_Exercise directions_
From the listing below, pull out every line where the string "Some" appears.

_Task input_
□ □ □ □ □

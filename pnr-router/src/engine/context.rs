//! Per-request deadline and cancellation.

use std::sync::atomic::{AtomicBool, Ordering};
use std::time::{Duration, Instant};

use tracing::warn;

/// Shared state of one routing request.
///
/// The search loop calls [`should_stop`](Self::should_stop) once per
/// iteration. Cancellation is advisory: another thread may call
/// [`cancel`](Self::cancel) and the loop notices on its next check.
#[derive(Debug, Default)]
pub struct RequestContext {
    deadline: Option<Instant>,
    aborted: AtomicBool,
    timed_out: AtomicBool,
}

impl RequestContext {
    pub fn new(deadline: Option<Instant>) -> Self {
        Self {
            deadline,
            ..Self::default()
        }
    }

    /// A context with no deadline.
    pub fn unbounded() -> Self {
        Self::default()
    }

    pub fn with_timeout(timeout: Duration) -> Self {
        Self::new(Some(Instant::now() + timeout))
    }

    pub fn deadline(&self) -> Option<Instant> {
        self.deadline
    }

    /// Ask the running search to stop.
    pub fn cancel(&self) {
        self.aborted.store(true, Ordering::Relaxed);
    }

    pub fn is_aborted(&self) -> bool {
        self.aborted.load(Ordering::Relaxed)
    }

    /// Whether the search stopped because its deadline elapsed.
    pub fn timed_out(&self) -> bool {
        self.timed_out.load(Ordering::Relaxed)
    }

    /// Check for cancellation or an elapsed deadline, recording a timeout.
    pub fn should_stop(&self) -> bool {
        if self.is_aborted() {
            return true;
        }
        match self.deadline {
            Some(deadline) if Instant::now() >= deadline => {
                if !self.timed_out.swap(true, Ordering::Relaxed) {
                    warn!("search deadline elapsed, aborting");
                }
                self.aborted.store(true, Ordering::Relaxed);
                true
            }
            _ => false,
        }
    }
}
//! Park-and-ride router.
//!
//! Plans trips that combine a private vehicle with public transit: drive
//! or cycle to a parking facility, walk to a stop, ride, and walk to the
//! destination. Two-way requests pick one facility that serves both the
//! outbound trip and the return, so the vehicle is where it was left.
//!
//! Queries rely on per-vertex annotations computed once per graph by
//! [`precompute::build_annotations`]. They tell each phase of the search
//! which vertices end it.

pub mod demo;
pub mod domain;
pub mod engine;
pub mod graph;
pub mod planner;
pub mod precompute;
pub mod spt;
pub mod state;
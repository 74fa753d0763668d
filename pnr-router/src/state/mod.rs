//! Search states.
//!
//! A [`State`] is an immutable snapshot of one path prefix. States are
//! stored in the arena of a [`ShortestPathTree`](crate::spt::ShortestPathTree)
//! and point at their predecessor by [`StateId`]. New states are derived
//! with a [`StateEditor`], which takes the predecessor by value, applies an
//! edge's deltas and yields a fresh state.

mod editor;
mod phase;

pub use editor::StateEditor;
pub use phase::Phase;

use std::fmt;

use crate::domain::{EdgeId, TraverseMode, VertexId};

/// Index of a state in its tree's arena.
#[derive(Debug, Clone, Copy, PartialEq, Eq, PartialOrd, Ord, Hash)]
pub struct StateId(pub u32);

impl StateId {
    pub fn index(self) -> usize {
        self.0 as usize
    }
}

/// Which way a search expands.
///
/// Forward searches depart at the request time and relax outgoing edges.
/// Backward searches arrive by the request time and relax incoming edges,
/// moving clock time backwards.
#[derive(Debug, Clone, Copy, PartialEq, Eq, Hash)]
pub enum Direction {
    Forward,
    Backward,
}

impl Direction {
    pub fn from_arrive_by(arrive_by: bool) -> Self {
        if arrive_by {
            Direction::Backward
        } else {
            Direction::Forward
        }
    }

    pub fn is_arrive_by(self) -> bool {
        self == Direction::Backward
    }
}

/// The part of a state that decides which other states it can be compared
/// with. States with different signatures never dominate each other.
#[derive(Debug, Clone, Copy, PartialEq, Eq, Hash)]
pub struct Signature {
    pub phase: Phase,
    pub mode: TraverseMode,
    pub car_parked: bool,
    pub bike_parked: bool,
    pub pnr_node: Option<VertexId>,
}

#[derive(Clone, Copy, PartialEq)]
pub struct State {
    pub(crate) vertex: VertexId,
    pub(crate) back: Option<StateId>,
    pub(crate) back_edge: Option<EdgeId>,
    pub(crate) direction: Direction,
    pub(crate) weight: f64,
    pub(crate) time: i64,
    pub(crate) start_time: i64,
    pub(crate) walk_distance: f64,
    pub(crate) mode: TraverseMode,
    pub(crate) car_parked: bool,
    pub(crate) bike_parked: bool,
    pub(crate) phase: Phase,
    pub(crate) pnr_node: Option<VertexId>,
    pub(crate) covered: bool,
}

impl State {
    /// A search origin: zero weight, walking, in the first phase.
    pub fn seed(vertex: VertexId, time: i64, direction: Direction) -> Self {
        Self {
            vertex,
            back: None,
            back_edge: None,
            direction,
            weight: 0.0,
            time,
            start_time: time,
            walk_distance: 0.0,
            mode: TraverseMode::Walk,
            car_parked: false,
            bike_parked: false,
            phase: Phase::WalkLeg,
            pnr_node: None,
            covered: false,
        }
    }

    /// Seed with an initial weight, used for multi-source frontiers.
    pub fn with_weight(mut self, weight: f64) -> Self {
        self.weight = weight;
        self
    }

    pub fn with_mode(mut self, mode: TraverseMode) -> Self {
        self.mode = mode;
        self
    }

    pub fn with_car_parked(mut self, parked: bool) -> Self {
        self.car_parked = parked;
        self
    }

    pub fn with_bike_parked(mut self, parked: bool) -> Self {
        self.bike_parked = parked;
        self
    }

    pub fn with_covered(mut self, covered: bool) -> Self {
        self.covered = covered;
        self
    }

    pub fn vertex(&self) -> VertexId {
        self.vertex
    }

    /// Predecessor in the tree, `None` for seeds.
    pub fn back(&self) -> Option<StateId> {
        self.back
    }

    /// The edge traversed to reach this state. `None` for seeds and for
    /// phase switches, which stay on the same vertex.
    pub fn back_edge(&self) -> Option<EdgeId> {
        self.back_edge
    }

    pub fn direction(&self) -> Direction {
        self.direction
    }

    pub fn weight(&self) -> f64 {
        self.weight
    }

    /// Clock time as Unix seconds.
    pub fn time(&self) -> i64 {
        self.time
    }

    /// Seconds since the search seed, whatever the direction.
    pub fn elapsed(&self) -> i64 {
        (self.time - self.start_time).abs()
    }

    /// Metres walked on streets so far.
    pub fn walk_distance(&self) -> f64 {
        self.walk_distance
    }

    pub fn mode(&self) -> TraverseMode {
        self.mode
    }

    pub fn is_car_parked(&self) -> bool {
        self.car_parked
    }

    pub fn is_bike_parked(&self) -> bool {
        self.bike_parked
    }

    pub fn phase(&self) -> Phase {
        self.phase
    }

    /// The parking facility where the vehicle was picked up or left.
    pub fn pnr_node(&self) -> Option<VertexId> {
        self.pnr_node
    }

    /// Whether this state descends from the precomputation seed rather than
    /// from a competing frontier entry.
    pub fn is_covered(&self) -> bool {
        self.covered
    }

    pub fn signature(&self) -> Signature {
        Signature {
            phase: self.phase,
            mode: self.mode,
            car_parked: self.car_parked,
            bike_parked: self.bike_parked,
            pnr_node: self.pnr_node,
        }
    }
}

impl fmt::Debug for State {
    fn fmt(&self, f: &mut fmt::Formatter<'_>) -> fmt::Result {
        write!(
            f,
            "<{:?} {:?} {:?} w={:.1} t={}",
            self.vertex, self.phase, self.mode, self.weight, self.time
        )?;
        if let Some(p) = self.pnr_node {
            write!(f, " pnr={p:?}")?;
        }
        write!(f, ">")
    }
}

□ □ □ □ □

_Reply to the exercise_
        Self::new(Some(Instant::now() + timeout))
            Some(deadline) if Instant::now() >= deadline => {
        if let Some(p) = self.pnr_node {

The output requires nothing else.